Saved entries
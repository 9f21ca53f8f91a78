//! Remote Authentication Collaborator
//!
//! Wire contract for the credential and challenge endpoints, the
//! `AuthService` seam the session manager talks through, and the reqwest
//! implementation of it.
//!
//! # Endpoints
//!
//! - `POST /api/auth/login` - `{email, password}`
//! - `POST /api/auth/challenge/verify` - `{subject, code}`
//! - `POST /api/auth/challenge/resend` - `{subject}`

use async_trait::async_trait;
use reqwest::{Client, Response, StatusCode};
use serde::{de::DeserializeOwned, Deserialize, Serialize};
use std::time::Duration;
use thiserror::Error;
use tracing::{debug, warn};
use uuid::Uuid;

use super::types::Principal;

/// Correlation header sent with every auth request
pub const REQUEST_ID_HEADER: &str = "x-request-id";

/// Remote call failures (network, protocol). Rejections are responses, not errors.
#[derive(Debug, Clone, Error, PartialEq, Eq)]
pub enum RemoteError {
    #[error("Network error: {0}")]
    Network(String),

    #[error("Unexpected status {status}: {body}")]
    Status { status: u16, body: String },

    #[error("Invalid response: {0}")]
    InvalidResponse(String),
}

impl From<reqwest::Error> for RemoteError {
    fn from(e: reqwest::Error) -> Self {
        if e.is_decode() {
            RemoteError::InvalidResponse(e.to_string())
        } else {
            RemoteError::Network(e.to_string())
        }
    }
}

// ============================================================================
// Wire types
// ============================================================================

/// Credential submission body
#[derive(Debug, Serialize)]
pub struct LoginRequest<'a> {
    pub email: &'a str,
    pub password: &'a str,
}

/// Credential submission result
#[derive(Debug, Clone, PartialEq, Eq, Serialize, Deserialize)]
#[serde(tag = "status", rename_all = "snake_case")]
pub enum LoginResponse {
    ChallengeRequired { subject: String },
    Ok { token: String, principal: Principal },
    Invalid,
}

/// Challenge verification body
#[derive(Debug, Serialize)]
pub struct VerifyRequest<'a> {
    pub subject: &'a str,
    pub code: &'a str,
}

/// Challenge verification result
#[derive(Debug, Clone, PartialEq, Eq, Serialize, Deserialize)]
#[serde(tag = "status", rename_all = "snake_case")]
pub enum VerifyResponse {
    Ok { token: String, principal: Principal },
    Rejected,
}

/// Resend request body
#[derive(Debug, Serialize)]
pub struct ResendRequest<'a> {
    pub subject: &'a str,
}

/// Authentication backend as seen from the client
#[async_trait]
pub trait AuthService: Send + Sync {
    /// Step 1: email + password
    async fn login(&self, email: &str, password: &str) -> Result<LoginResponse, RemoteError>;

    /// Step 2: one-time code for a challenge subject
    async fn verify(&self, subject: &str, code: &str) -> Result<VerifyResponse, RemoteError>;

    /// Re-issue the code for a challenge subject
    async fn resend(&self, subject: &str) -> Result<(), RemoteError>;
}

// ============================================================================
// HTTP implementation
// ============================================================================

/// HTTP auth client configuration
#[derive(Debug, Clone)]
pub struct HttpAuthConfig {
    pub base_url: String,
    pub timeout_seconds: u64,
}

impl Default for HttpAuthConfig {
    fn default() -> Self {
        Self {
            base_url: "http://localhost:8080".to_string(),
            timeout_seconds: 30,
        }
    }
}

/// reqwest-backed `AuthService`
///
/// Clone is cheap - reqwest clients share the connection pool.
#[derive(Clone)]
pub struct HttpAuthService {
    client: Client,
    base_url: String,
}

impl HttpAuthService {
    pub fn new(config: HttpAuthConfig) -> Result<Self, RemoteError> {
        let client = Client::builder()
            .timeout(Duration::from_secs(config.timeout_seconds))
            .build()?;

        Ok(Self {
            client,
            base_url: config.base_url.trim_end_matches('/').to_string(),
        })
    }

    /// Create from the crate configuration
    pub fn from_config(config: &crate::config::Config) -> Result<Self, RemoteError> {
        Self::new(HttpAuthConfig {
            base_url: config.auth_url.clone(),
            timeout_seconds: config.auth_timeout_secs,
        })
    }

    pub fn base_url(&self) -> &str {
        &self.base_url
    }

    /// POST a JSON body, tagged with a fresh request id for server-side correlation
    async fn send_json<B>(&self, path: &str, body: &B) -> Result<Response, RemoteError>
    where
        B: Serialize + ?Sized + Sync,
    {
        let url = format!("{}{}", self.base_url, path);
        let request_id = Uuid::new_v4().to_string();
        debug!("POST {} ({})", url, request_id);

        Ok(self
            .client
            .post(&url)
            .header(REQUEST_ID_HEADER, &request_id)
            .json(body)
            .send()
            .await?)
    }

    /// POST a JSON body and decode the tagged response.
    ///
    /// 401/403 bodies are still decoded since backends commonly send the
    /// rejection status with an error code; `fallback` is used when they are
    /// empty or not in the contract.
    async fn post<B, R>(&self, path: &str, body: &B, fallback: Option<R>) -> Result<R, RemoteError>
    where
        B: Serialize + ?Sized + Sync,
        R: DeserializeOwned,
    {
        let response = self.send_json(path, body).await?;
        let status = response.status();

        if status.is_success() {
            return Ok(response.json::<R>().await?);
        }

        let text = response.text().await.unwrap_or_default();

        if matches!(status, StatusCode::UNAUTHORIZED | StatusCode::FORBIDDEN) {
            if let Ok(parsed) = serde_json::from_str::<R>(&text) {
                return Ok(parsed);
            }
            if let Some(fallback) = fallback {
                return Ok(fallback);
            }
        }

        warn!("Auth endpoint {} returned {}", path, status);
        Err(RemoteError::Status {
            status: status.as_u16(),
            body: text,
        })
    }
}

#[async_trait]
impl AuthService for HttpAuthService {
    async fn login(&self, email: &str, password: &str) -> Result<LoginResponse, RemoteError> {
        self.post(
            "/api/auth/login",
            &LoginRequest { email, password },
            Some(LoginResponse::Invalid),
        )
        .await
    }

    async fn verify(&self, subject: &str, code: &str) -> Result<VerifyResponse, RemoteError> {
        self.post(
            "/api/auth/challenge/verify",
            &VerifyRequest { subject, code },
            Some(VerifyResponse::Rejected),
        )
        .await
    }

    async fn resend(&self, subject: &str) -> Result<(), RemoteError> {
        let response = self
            .send_json("/api/auth/challenge/resend", &ResendRequest { subject })
            .await?;

        let status = response.status();
        if status.is_success() {
            Ok(())
        } else {
            Err(RemoteError::Status {
                status: status.as_u16(),
                body: response.text().await.unwrap_or_default(),
            })
        }
    }
}

#[cfg(test)]
mod tests {
    use super::*;
    use crate::session::types::Role;

    #[test]
    fn test_login_response_wire_format() {
        let challenge: LoginResponse =
            serde_json::from_str(r#"{"status":"challenge_required","subject":"a@b.com"}"#).unwrap();
        assert_eq!(
            challenge,
            LoginResponse::ChallengeRequired {
                subject: "a@b.com".into()
            }
        );

        let ok: LoginResponse = serde_json::from_str(
            r#"{"status":"ok","token":"t","principal":{"email":"a@b.com","display_name":"A","role":"admin"}}"#,
        )
        .unwrap();
        match ok {
            LoginResponse::Ok { token, principal } => {
                assert_eq!(token, "t");
                assert_eq!(principal.role, Role::Admin);
            }
            other => panic!("unexpected {:?}", other),
        }

        let invalid: LoginResponse = serde_json::from_str(r#"{"status":"invalid"}"#).unwrap();
        assert_eq!(invalid, LoginResponse::Invalid);
    }

    #[test]
    fn test_verify_response_wire_format() {
        let rejected: VerifyResponse = serde_json::from_str(r#"{"status":"rejected"}"#).unwrap();
        assert_eq!(rejected, VerifyResponse::Rejected);
        assert!(serde_json::from_str::<VerifyResponse>(r#"{"status":"maybe"}"#).is_err());
    }

    #[test]
    fn test_request_serialization() {
        let json = serde_json::to_string(&VerifyRequest {
            subject: "a@b.com",
            code: "123456",
        })
        .unwrap();
        assert_eq!(json, r#"{"subject":"a@b.com","code":"123456"}"#);
    }

    #[test]
    fn test_base_url_trailing_slash_trimmed() {
        let service = HttpAuthService::new(HttpAuthConfig {
            base_url: "http://auth.local/".into(),
            timeout_seconds: 5,
        })
        .unwrap();
        assert_eq!(service.base_url(), "http://auth.local");
    }
}
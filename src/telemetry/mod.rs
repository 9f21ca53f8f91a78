//! Telemetry Channel
//!
//! One long-lived streaming connection that stays "live" across network
//! interruptions: automatic reconnection with backoff, and a synthetic
//! heartbeat whenever no live connection is up.
//!
//! # Architecture
//!
//! ```text
//! TelemetryChannel (handle, Clone)
//!        │ commands
//!        ▼
//!   event loop task ──owns──► ConnectionState, timers, listeners
//!        ▲ events (tagged with generation)
//!        │
//!   transport task (one per attempt) ◄──► Connector (WebSocket)
//! ```

pub mod backoff;
pub mod channel;
pub mod payload;
pub mod transport;

use thiserror::Error;

pub use backoff::ReconnectPolicy;
pub use channel::{AccessPolicy, ChannelConfig, ChannelSnapshot, ConnectionState, TelemetryChannel};
pub use payload::{decode_frame, PayloadSource, TelemetryPayload};
pub use transport::{Connector, FrameSink, FrameStream, TransportLink, WebSocketConnector};

/// Telemetry errors
#[derive(Debug, Clone, Error, PartialEq, Eq)]
pub enum TelemetryError {
    #[error("Connection failed: {0}")]
    ConnectFailed(String),

    #[error("Transport error: {0}")]
    Transport(String),

    #[error("Undecodable payload: {0}")]
    Decode(String),

    #[error("Channel not connected")]
    NotConnected,

    #[error("Channel requires an authenticated session")]
    Unauthorized,

    #[error("Channel event loop has stopped")]
    ChannelClosed,
}
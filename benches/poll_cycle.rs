use std::sync::Arc;
use std::time::{Duration, Instant};

use criterion::{criterion_group, criterion_main, BenchmarkId, Criterion};
use crossbeam_channel::unbounded;
use serde_json::json;

use kyrowatch::{ChangeFilter, ChannelInvoker, InMemoryChangeStore, Namespace, WatchConfig, WatchManager};

fn bench_insert_to_delivery(c: &mut Criterion) {
    let mut group = c.benchmark_group("poll_cycle/insert_to_delivery");

    // Latency of one event grows with the number of watchers polled per cycle.
    for watchers in [1usize, 16, 256] {
        group.bench_with_input(BenchmarkId::from_parameter(watchers), &watchers, |b, &watchers| {
            let store = Arc::new(InMemoryChangeStore::new());
            let invoker = ChannelInvoker::new();
            let (tx, rx) = unbounded();
            invoker.register("bench", tx);

            let manager = WatchManager::with_config(
                Arc::clone(&store) as Arc<dyn kyrowatch::ChangeStreamSource>,
                Arc::new(invoker),
                WatchConfig {
                    idle_interval_ms: 1,
                    ..WatchConfig::default()
                },
            );

            let target = Namespace::new("bench", "target").unwrap();
            for i in 1..watchers {
                let idle = Namespace::new("bench", format!("idle_{i}")).unwrap();
                manager.watch(idle, ChangeFilter::match_all(), "bench").unwrap();
            }
            manager.watch(target.clone(), ChangeFilter::match_all(), "bench").unwrap();

            let mut next_id = 0u64;
            b.iter_custom(|iters| {
                let start = Instant::now();
                for _ in 0..iters {
                    store.insert(&target, json!({"_id": next_id})).unwrap();
                    next_id += 1;
                    rx.recv_timeout(Duration::from_secs(5)).unwrap();
                }
                start.elapsed()
            });
        });
    }

    group.finish();
}

criterion_group!(benches, bench_insert_to_delivery);
criterion_main!(benches);
//! WATCH subsystem: change stream subscriptions.
//!
//! Any number of watchers share one poll worker owned by the `WatchManager`.
//! Each watcher binds a namespace and filter to a callback identity; matched
//! events leave through a `CallbackInvoker`.

/// Callback identities and delivery adapters.
pub mod invoker;
/// Manager and poll worker.
pub mod manager;
/// Registry of active watchers.
pub mod registry;
/// Single subscription state.
pub mod watcher;

pub use invoker::{CallbackFn, CallbackId, CallbackInvoker, CallbackTable, ChannelInvoker, Delivery};
pub use manager::{WatchManager, WatchStats};
pub use registry::WatchRegistry;
pub use watcher::{Poll, Watcher, WatcherId, WatcherState};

Aim of the task —
Take every line above that includes the string "enum" and return it.

Solution to this problem —
pub enum RemoteError {
pub enum LoginResponse {
pub enum VerifyResponse {
pub enum TelemetryError {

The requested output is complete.